══ INPUT DATA ══

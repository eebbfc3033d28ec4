//! Math Package
//!
//! Functions: abs, ceil, floor, round, sqrt, pow, max, min
//!
//! All arguments must be numbers. `round` rounds halves up, so `round(-2.5)`
//! is `-2`. `max` and `min` take any number of arguments.

use crate::registry::Registry;
use crate::values::{FunctionError, NativeFn, Value};

// ============================================================================
// Argument helpers
// ============================================================================

fn expect_arity(name: &str, args: &[Value], expected: usize) -> Result<(), FunctionError> {
    if args.len() != expected {
        return Err(FunctionError::arity(name, expected, args.len()));
    }
    Ok(())
}

fn number_arg(name: &str, args: &[Value], index: usize) -> Result<f64, FunctionError> {
    match &args[index] {
        Value::Number(n) => Ok(*n),
        other => Err(FunctionError::argument_type(name, index, "number", other)),
    }
}

fn unary(name: &str, args: &[Value], op: fn(f64) -> f64) -> Result<Value, FunctionError> {
    expect_arity(name, args, 1)?;
    Ok(Value::Number(op(number_arg(name, args, 0)?)))
}

fn numbers(name: &str, args: &[Value]) -> Result<Vec<f64>, FunctionError> {
    (0..args.len()).map(|i| number_arg(name, args, i)).collect()
}

// ============================================================================
// Basic Operations
// ============================================================================

/// Absolute value
fn math_abs(args: &[Value]) -> Result<Value, FunctionError> {
    unary("abs", args, f64::abs)
}

/// Square root (NaN for negative input)
fn math_sqrt(args: &[Value]) -> Result<Value, FunctionError> {
    unary("sqrt", args, f64::sqrt)
}

/// Power function - base^exp
fn math_pow(args: &[Value]) -> Result<Value, FunctionError> {
    expect_arity("pow", args, 2)?;
    let base = number_arg("pow", args, 0)?;
    let exp = number_arg("pow", args, 1)?;
    Ok(Value::Number(base.powf(exp)))
}

// ============================================================================
// Rounding Functions
// ============================================================================

/// Floor function - largest integer <= x
fn math_floor(args: &[Value]) -> Result<Value, FunctionError> {
    unary("floor", args, f64::floor)
}

/// Ceiling function - smallest integer >= x
fn math_ceil(args: &[Value]) -> Result<Value, FunctionError> {
    unary("ceil", args, f64::ceil)
}

/// Round half up
fn math_round(args: &[Value]) -> Result<Value, FunctionError> {
    unary("round", args, |x| {
        if x.is_finite() { (x + 0.5).floor() } else { x }
    })
}

// ============================================================================
// Aggregates
// ============================================================================

/// Largest argument; `-Infinity` when called without arguments.
fn math_max(args: &[Value]) -> Result<Value, FunctionError> {
    let values = numbers("max", args)?;
    let result = values.into_iter().fold(f64::NEG_INFINITY, |acc, x| {
        if acc.is_nan() || x.is_nan() { f64::NAN } else { acc.max(x) }
    });
    Ok(Value::Number(result))
}

/// Smallest argument; `Infinity` when called without arguments.
fn math_min(args: &[Value]) -> Result<Value, FunctionError> {
    let values = numbers("min", args)?;
    let result = values.into_iter().fold(f64::INFINITY, |acc, x| {
        if acc.is_nan() || x.is_nan() { f64::NAN } else { acc.min(x) }
    });
    Ok(Value::Number(result))
}

const FUNCTIONS: [(&str, NativeFn); 8] = [
    ("abs", math_abs),
    ("ceil", math_ceil),
    ("floor", math_floor),
    ("round", math_round),
    ("sqrt", math_sqrt),
    ("pow", math_pow),
    ("max", math_max),
    ("min", math_min),
];

/// Register the math functions into `registry`, replacing same-named entries.
pub fn register_math(registry: &Registry) {
    for (name, function) in FUNCTIONS {
        registry.register(name, function);
    }
}
pub mod error;
mod parsed_expr;
pub mod parser;
mod syntax;

pub use error::{ParseError, ParseErrorKind};
pub use parsed_expr::{Expr, Literal, Node, Program};
pub use parser::{DEFAULT_MAX_DEPTH, parse, parse_with_max_depth};
pub use syntax::{BinaryOp, BoolOp, ComparisonOp, InfixOp, Span, UnaryOp, precedence};
//! Core of the Safeval expression language.
//!
//! Source text flows one way through the pipeline:
//!
//! ```text
//! &str --lexer--> Vec<Token> --parser--> Program --evaluator--> Value
//! ```
//!
//! The [`api`] module wraps the pipeline with policy (blacklist, strict mode),
//! soft timeouts and a compiled-program cache.

pub mod api;
pub mod evaluator;
pub mod lexer;
pub mod parser;
pub mod registry;
pub mod stdlib;
pub mod values;

pub use api::{
    Blacklist, CompiledExpression, Engine, EngineOptions, EngineOptionsOverride, Error,
    ErrorCode, ExpressionBuilder,
};
pub use registry::Registry;
pub use values::{Context, FunctionError, Value};
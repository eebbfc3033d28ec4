//! Error rendering using ariadne
//!
//! Errors that carry their expression source are printed with the source
//! snippet and the error span labelled. Errors without a source (for example
//! an invalid function name passed to `register`) print as a single line.

use crate::{Diagnostic, Error, Severity};
use ariadne::{ColorGenerator, Label, Report, ReportKind, Source};
use std::io::Write;

const SOURCE_ID: &str = "<expression>";

/// Render an error with formatting to stderr
///
/// # Example
/// ```no_run
/// use safeval::{Context, render_error};
///
/// if let Err(e) = safeval::evaluate("1 + + 2", &Context::new()) {
///     render_error(&e);
/// }
/// ```
pub fn render_error(error: &Error) {
    render_error_to_writer(error, &mut std::io::stderr(), true).ok();
}

/// Render an error to a specific writer
pub fn render_error_to(error: &Error, writer: &mut dyn Write) -> std::io::Result<()> {
    render_error_to_writer(error, writer, true)
}

/// Render an error to a String (useful for web UIs, logs, etc.)
pub fn render_error_to_string(error: &Error) -> String {
    let mut buf = Vec::new();
    render_error_to_writer(error, &mut buf, true).ok();
    String::from_utf8_lossy(&buf).to_string()
}

/// Render an error to a String without color codes (useful for tests)
pub fn render_error_to_string_no_color(error: &Error) -> String {
    let mut buf = Vec::new();
    render_error_to_writer(error, &mut buf, false).ok();
    String::from_utf8_lossy(&buf).to_string()
}

fn render_error_to_writer(
    error: &Error,
    writer: &mut dyn Write,
    use_color: bool,
) -> std::io::Result<()> {
    match (&error.expression, &error.span) {
        (Some(source), Some(_)) => {
            render_diagnostic(source, &error.to_diagnostic(), writer, use_color)
        }
        _ => writeln!(writer, "[{}] Error: {}", error.code.code(), error),
    }
}

fn render_diagnostic(
    source: &str,
    diag: &Diagnostic,
    writer: &mut dyn Write,
    use_color: bool,
) -> std::io::Result<()> {
    let mut colors = ColorGenerator::new();
    colors.next(); // Skip the first color.

    let kind = match diag.severity {
        Severity::Error => ReportKind::Error,
        Severity::Warning => ReportKind::Warning,
        Severity::Info => ReportKind::Advice,
    };

    let mut report = Report::build(kind, (SOURCE_ID, diag.span.0.clone()))
        .with_message(&diag.message)
        .with_config(ariadne::Config::default().with_color(use_color));

    if let Some(code) = &diag.code {
        report = report.with_code(code);
    }

    let color = colors.next();
    report = report.with_label(
        Label::new((SOURCE_ID, diag.span.0.clone()))
            .with_message(&diag.message)
            .with_color(color),
    );

    if let Some(help) = &diag.help {
        report = report.with_help(help);
    }

    report
        .finish()
        .write((SOURCE_ID, Source::from(source)), &mut *writer)
}
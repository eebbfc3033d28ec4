pub mod context;
pub mod function;
pub mod value;

pub use context::Context;
pub use function::{Function, FunctionError, HostFunction, NativeFn, UNKNOWN_ERROR};
pub use value::Value;
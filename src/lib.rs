//! Safeval - a sandboxed expression language for untrusted formulas
//!
//! # Overview
//!
//! Safeval evaluates one small expression (arithmetic, comparisons, logic,
//! conditionals, member access and calls to registered functions) against a
//! caller-supplied context. Expressions never reach host state the caller
//! did not hand them. Common use cases include:
//!
//! - Chart and dashboard formulas
//! - Conditional formatting rules
//! - Derived fields computed from trusted data
//!
//! # Quick Start
//!
//! ```
//! use safeval::{Context, Value};
//!
//! let context = Context::new().with("score", 85);
//! let grade = safeval::evaluate("score >= 90 ? 'A' : score >= 80 ? 'B' : 'C'", &context).unwrap();
//! assert_eq!(grade, Value::from("B"));
//! ```
//!
//! # Engines
//!
//! The free functions in this crate use a process-wide default [`Engine`].
//! Create engines directly to isolate options and registered functions:
//!
//! ```
//! use safeval::{Context, Engine, EngineOptions, FunctionError, Value};
//!
//! let engine = Engine::new(EngineOptions::default());
//! engine
//!     .register("clamp", |args: &[Value]| -> Result<Value, FunctionError> {
//!         let [x, lo, hi] = args else {
//!             return Err(FunctionError::arity("clamp", 3, args.len()));
//!         };
//!         Ok(Value::from(x.to_number().clamp(lo.to_number(), hi.to_number())))
//!     })
//!     .unwrap();
//!
//! let expr = engine.compile("@clamp(x, 0, 10)").unwrap();
//! assert_eq!(expr.evaluate(&Context::new().with("x", 12)).unwrap(), Value::from(10));
//! ```

use once_cell::sync::Lazy;
use parking_lot::RwLock;
use tracing::debug;

// Re-export public API from safeval_core
pub use safeval_core::api::{
    Blacklist, CompiledExpression, DEFAULT_BLACKLIST, Diagnostic, Engine, EngineOptions,
    EngineOptionsOverride, Error, ErrorCategory, ErrorCode, ExpressionBuilder, Severity,
};

// Re-export commonly used types and values
pub use safeval_core::registry::{FunctionLookup, Registry};
pub use safeval_core::values::{self, Context, Function, FunctionError, HostFunction, NativeFn, Value};

mod error_renderer;
pub use error_renderer::{
    render_error, render_error_to, render_error_to_string, render_error_to_string_no_color,
};

static DEFAULT_ENGINE: Lazy<RwLock<Engine>> = Lazy::new(|| RwLock::new(Engine::default()));

/// Tokenize, parse and evaluate `source` with the default engine.
pub fn evaluate(source: &str, context: &Context) -> Result<Value, Error> {
    // The lock is released before evaluation so host functions may use the
    // default engine themselves.
    let expr = compile(source)?;
    expr.evaluate(context)
}

/// Parse `source` once with the default engine.
pub fn compile(source: &str) -> Result<CompiledExpression, Error> {
    DEFAULT_ENGINE.read().compile(source)
}

/// Register a function with the default engine's registry.
pub fn register<F>(name: &str, function: F) -> Result<(), Error>
where
    F: Fn(&[Value]) -> Result<Value, FunctionError> + Send + Sync + 'static,
{
    DEFAULT_ENGINE.read().register(name, function)
}

/// Update the default engine's options.
pub fn configure(overrides: EngineOptionsOverride) {
    debug!(?overrides, "configuring default engine");
    DEFAULT_ENGINE.write().configure(overrides);
}

/// Start an expression session on the default engine.
pub fn create_expression(source: &str) -> ExpressionBuilder {
    DEFAULT_ENGINE.read().create_expression(source)
}

/// Snapshot of the default engine's current options.
pub fn options() -> EngineOptions {
    DEFAULT_ENGINE.read().options().clone()
}
//! Public error types for the Safeval API.
//!
//! Every stage (lexer, parser, policy checks, evaluator) has its own internal
//! error type. They are all converted to [`Error`] at API boundaries, so
//! callers only ever match on one type and one closed set of [`ErrorCode`]s.

use core::fmt;

use crate::evaluator::{
    ExecutionError, ExecutionErrorKind, ResourceExceededError, RuntimeError,
};
use crate::lexer::{LexError, LexErrorKind};
use crate::parser::{ParseError, ParseErrorKind, Span};

/// Every way an expression can fail.
#[derive(Debug, Clone, Copy, PartialEq, Eq, Hash)]
pub enum ErrorCode {
    // Lexical
    UnterminatedString,
    UnexpectedCharacter,
    UnknownOperator,

    // Syntactic
    UnexpectedEndOfInput,
    UnexpectedToken,
    ExpectedPropertyName,
    ExpectedClosingBracket,
    ExpectedOpeningParenthesis,
    ExpectedClosingParenthesis,
    ExpectedCommaBetweenArguments,
    ExpectedColonInConditional,
    InvalidNumber,

    // Runtime
    UndefinedVariable,
    UndefinedFunction,
    NullPropertyAccess,
    InvalidUnaryOperand,
    UnsupportedOperator,
    /// A registered function returned an error or panicked.
    HostFunction,

    // Policy and limits
    BlacklistedKeyword,
    EvaluationTimeout,
    EmptyExpression,
    StackOverflow,
    InvalidFunctionName,
    StrictModeViolation,
}

/// Pipeline stage an [`ErrorCode`] belongs to.
#[derive(Debug, Clone, Copy, PartialEq, Eq, Hash)]
pub enum ErrorCategory {
    Lexical,
    Syntax,
    Runtime,
    Policy,
}

impl ErrorCode {
    /// Short stable identifier, used in diagnostics.
    pub fn code(self) -> &'static str {
        use ErrorCode::*;
        match self {
            UnterminatedString => "L001",
            UnexpectedCharacter => "L002",
            UnknownOperator => "L003",
            UnexpectedEndOfInput => "P001",
            UnexpectedToken => "P002",
            ExpectedPropertyName => "P003",
            ExpectedClosingBracket => "P004",
            ExpectedOpeningParenthesis => "P005",
            ExpectedClosingParenthesis => "P006",
            ExpectedCommaBetweenArguments => "P007",
            ExpectedColonInConditional => "P008",
            InvalidNumber => "P009",
            UndefinedVariable => "E001",
            UndefinedFunction => "E002",
            NullPropertyAccess => "E003",
            InvalidUnaryOperand => "E004",
            UnsupportedOperator => "E005",
            HostFunction => "E006",
            BlacklistedKeyword => "S001",
            EvaluationTimeout => "S002",
            EmptyExpression => "S003",
            StackOverflow => "S004",
            InvalidFunctionName => "S005",
            StrictModeViolation => "S006",
        }
    }

    pub fn category(self) -> ErrorCategory {
        match self.code().as_bytes().first() {
            Some(b'L') => ErrorCategory::Lexical,
            Some(b'P') => ErrorCategory::Syntax,
            Some(b'E') => ErrorCategory::Runtime,
            _ => ErrorCategory::Policy,
        }
    }

    fn help(self) -> Option<&'static str> {
        use ErrorCode::*;
        let help = match self {
            UnterminatedString => "close the string with the same quote it was opened with",
            UnknownOperator => "use `===`/`==` for equality, `&&` and `||` for logic",
            ExpectedCommaBetweenArguments => "separate function arguments with `,`",
            ExpectedColonInConditional => "a conditional needs both branches: `test ? a : b`",
            UndefinedFunction => "register the function before evaluating the expression",
            NullPropertyAccess => "check the value for null before reading its members",
            BlacklistedKeyword => "remove the identifier or adjust the configured blacklist",
            EvaluationTimeout => "simplify the expression or raise `max_timeout_ms`",
            StackOverflow => "reduce the nesting of the expression or raise `max_depth`",
            StrictModeViolation => "disable strict mode to allow shadowing registered functions",
            _ => return None,
        };
        Some(help)
    }
}

impl fmt::Display for ErrorCode {
    fn fmt(&self, f: &mut fmt::Formatter<'_>) -> fmt::Result {
        // Debug output is the variant name.
        write!(f, "{:?}", self)
    }
}

/// Public error type for all Safeval operations.
#[derive(Debug, Clone, PartialEq)]
pub struct Error {
    pub code: ErrorCode,
    pub message: String,
    /// Byte range in the expression source, when the error has a location.
    pub span: Option<Span>,
    /// Text of the offending token, when there is one.
    pub token: Option<String>,
    /// The expression source the error refers to.
    pub expression: Option<String>,
}

impl Error {
    pub fn new(code: ErrorCode, message: impl Into<String>) -> Self {
        Self {
            code,
            message: message.into(),
            span: None,
            token: None,
            expression: None,
        }
    }

    pub fn with_span(mut self, span: Span) -> Self {
        self.span = Some(span);
        self
    }

    pub fn with_token(mut self, token: impl Into<String>) -> Self {
        self.token = Some(token.into());
        self
    }

    /// Attach the expression source unless one is already attached.
    pub fn with_expression(mut self, source: &str) -> Self {
        if self.expression.is_none() {
            self.expression = Some(source.to_string());
        }
        self
    }

    pub(crate) fn blacklisted(word: &str, span: Span) -> Self {
        Error::new(
            ErrorCode::BlacklistedKeyword,
            format!("Use of blacklisted keyword '{}'", word),
        )
        .with_span(span)
        .with_token(word)
    }

    pub(crate) fn invalid_function_name(name: &str) -> Self {
        Error::new(
            ErrorCode::InvalidFunctionName,
            format!("Invalid function name '{}'", name),
        )
        .with_token(name)
    }

    pub(crate) fn strict_mode(name: &str, reason: &str) -> Self {
        Error::new(
            ErrorCode::StrictModeViolation,
            format!("Cannot extend with function '{}': {}", name, reason),
        )
        .with_token(name)
    }

    pub fn category(&self) -> ErrorCategory {
        self.code.category()
    }

    /// Text of the source covered by the error span, if both are known.
    pub fn snippet(&self) -> Option<&str> {
        let span = self.span.as_ref()?;
        Some(span.str_of(self.expression.as_deref()?))
    }

    /// Convert to a diagnostic for rendering or IDE integration.
    pub fn to_diagnostic(&self) -> Diagnostic {
        Diagnostic {
            severity: Severity::Error,
            message: self.message.clone(),
            span: self.span.clone().unwrap_or(Span(0..0)),
            help: self.code.help().map(str::to_string),
            code: Some(self.code.code().to_string()),
        }
    }
}

impl fmt::Display for Error {
    fn fmt(&self, f: &mut fmt::Formatter<'_>) -> fmt::Result {
        write!(f, "{}", self.message)?;
        if let Some(token) = &self.token {
            write!(f, " (found '{}')", token)?;
        }
        if let Some(span) = &self.span {
            write!(f, " at {}", span)?;
        }
        Ok(())
    }
}

impl std::error::Error for Error {}

/// A diagnostic message with source location.
#[derive(Debug, Clone, PartialEq)]
pub struct Diagnostic {
    pub severity: Severity,

    /// Primary diagnostic message.
    pub message: String,

    /// Source location of the issue. Errors without a location use `0..0`.
    pub span: Span,

    /// Optional help text suggesting how to fix the issue.
    pub help: Option<String>,

    /// Error code (e.g., "P003") for documentation lookup.
    pub code: Option<String>,
}

/// Severity level for diagnostics.
#[derive(Debug, Clone, Copy, PartialEq, Eq)]
pub enum Severity {
    Error,
    Warning,
    Info,
}

impl fmt::Display for Severity {
    fn fmt(&self, f: &mut fmt::Formatter<'_>) -> fmt::Result {
        match self {
            Severity::Error => write!(f, "error"),
            Severity::Warning => write!(f, "warning"),
            Severity::Info => write!(f, "info"),
        }
    }
}

// ============================================================================
// Conversion from internal errors
// ============================================================================

impl From<LexError> for Error {
    fn from(err: LexError) -> Self {
        let (code, token) = match &err.kind {
            LexErrorKind::UnterminatedString => (ErrorCode::UnterminatedString, None),
            LexErrorKind::UnexpectedCharacter { ch, .. } => {
                (ErrorCode::UnexpectedCharacter, Some(ch.to_string()))
            }
            LexErrorKind::UnknownOperator { op } => (ErrorCode::UnknownOperator, Some(op.clone())),
        };
        Error {
            code,
            message: err.kind.to_string(),
            span: Some(err.span),
            token,
            expression: None,
        }
    }
}

impl From<ParseError> for Error {
    fn from(err: ParseError) -> Self {
        use ParseErrorKind::*;
        let code = match &err.kind {
            EmptyExpression => ErrorCode::EmptyExpression,
            UnexpectedEndOfInput { .. } => ErrorCode::UnexpectedEndOfInput,
            UnexpectedToken { .. } => ErrorCode::UnexpectedToken,
            ExpectedPropertyName => ErrorCode::ExpectedPropertyName,
            ExpectedClosingBracket => ErrorCode::ExpectedClosingBracket,
            ExpectedOpeningParenthesis => ErrorCode::ExpectedOpeningParenthesis,
            ExpectedClosingParenthesis => ErrorCode::ExpectedClosingParenthesis,
            ExpectedCommaBetweenArguments => ErrorCode::ExpectedCommaBetweenArguments,
            ExpectedColonInConditional => ErrorCode::ExpectedColonInConditional,
            InvalidNumber => ErrorCode::InvalidNumber,
            MaxDepthExceeded { .. } => ErrorCode::StackOverflow,
        };
        Error {
            code,
            message: err.kind.to_string(),
            span: Some(err.span),
            token: err.token,
            expression: None,
        }
    }
}

impl From<ExecutionError> for Error {
    fn from(err: ExecutionError) -> Self {
        let (code, token) = match &err.kind {
            ExecutionErrorKind::Runtime(runtime) => match runtime {
                RuntimeError::UndefinedVariable { name } => {
                    (ErrorCode::UndefinedVariable, Some(name.clone()))
                }
                RuntimeError::UndefinedFunction { name } => {
                    (ErrorCode::UndefinedFunction, Some(format!("@{}", name)))
                }
                RuntimeError::NullPropertyAccess { property, .. } => {
                    (ErrorCode::NullPropertyAccess, Some(property.clone()))
                }
                RuntimeError::InvalidUnaryOperand { op, .. } => {
                    (ErrorCode::InvalidUnaryOperand, Some(op.to_string()))
                }
                RuntimeError::UnsupportedOperator { op } => {
                    (ErrorCode::UnsupportedOperator, Some(op.clone()))
                }
                RuntimeError::HostFunction { name, .. } => {
                    (ErrorCode::HostFunction, Some(format!("@{}", name)))
                }
            },
            ExecutionErrorKind::ResourceExceeded(resource) => match resource {
                ResourceExceededError::StackOverflow { .. } => (ErrorCode::StackOverflow, None),
                ResourceExceededError::Timeout { .. } => (ErrorCode::EvaluationTimeout, None),
            },
        };
        Error {
            code,
            message: err.kind.to_string(),
            span: Some(err.span),
            token,
            expression: None,
        }
    }
}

═══

ASSIGNMENT
Look through the material above and print exactly the lines from the one containing "pow, max, min" to the one containing "expect_arity(name, args, 1)?;", both included, and nothing more.

WRITTEN ANSWER
//! Functions: abs, ceil, floor, round, sqrt, pow, max, min
//!
//! All arguments must be numbers. `round` rounds halves up, so `round(-2.5)`
//! is `-2`. `max` and `min` take any number of arguments.

use crate::registry::Registry;
use crate::values::{FunctionError, NativeFn, Value};

// ============================================================================
// Argument helpers
// ============================================================================

fn expect_arity(name: &str, args: &[Value], expected: usize) -> Result<(), FunctionError> {
    if args.len() != expected {
        return Err(FunctionError::arity(name, expected, args.len()));
    }
    Ok(())
}

fn number_arg(name: &str, args: &[Value], index: usize) -> Result<f64, FunctionError> {
    match &args[index] {
        Value::Number(n) => Ok(*n),
        other => Err(FunctionError::argument_type(name, index, "number", other)),
    }
}

fn unary(name: &str, args: &[Value], op: fn(f64) -> f64) -> Result<Value, FunctionError> {
    expect_arity(name, args, 1)?;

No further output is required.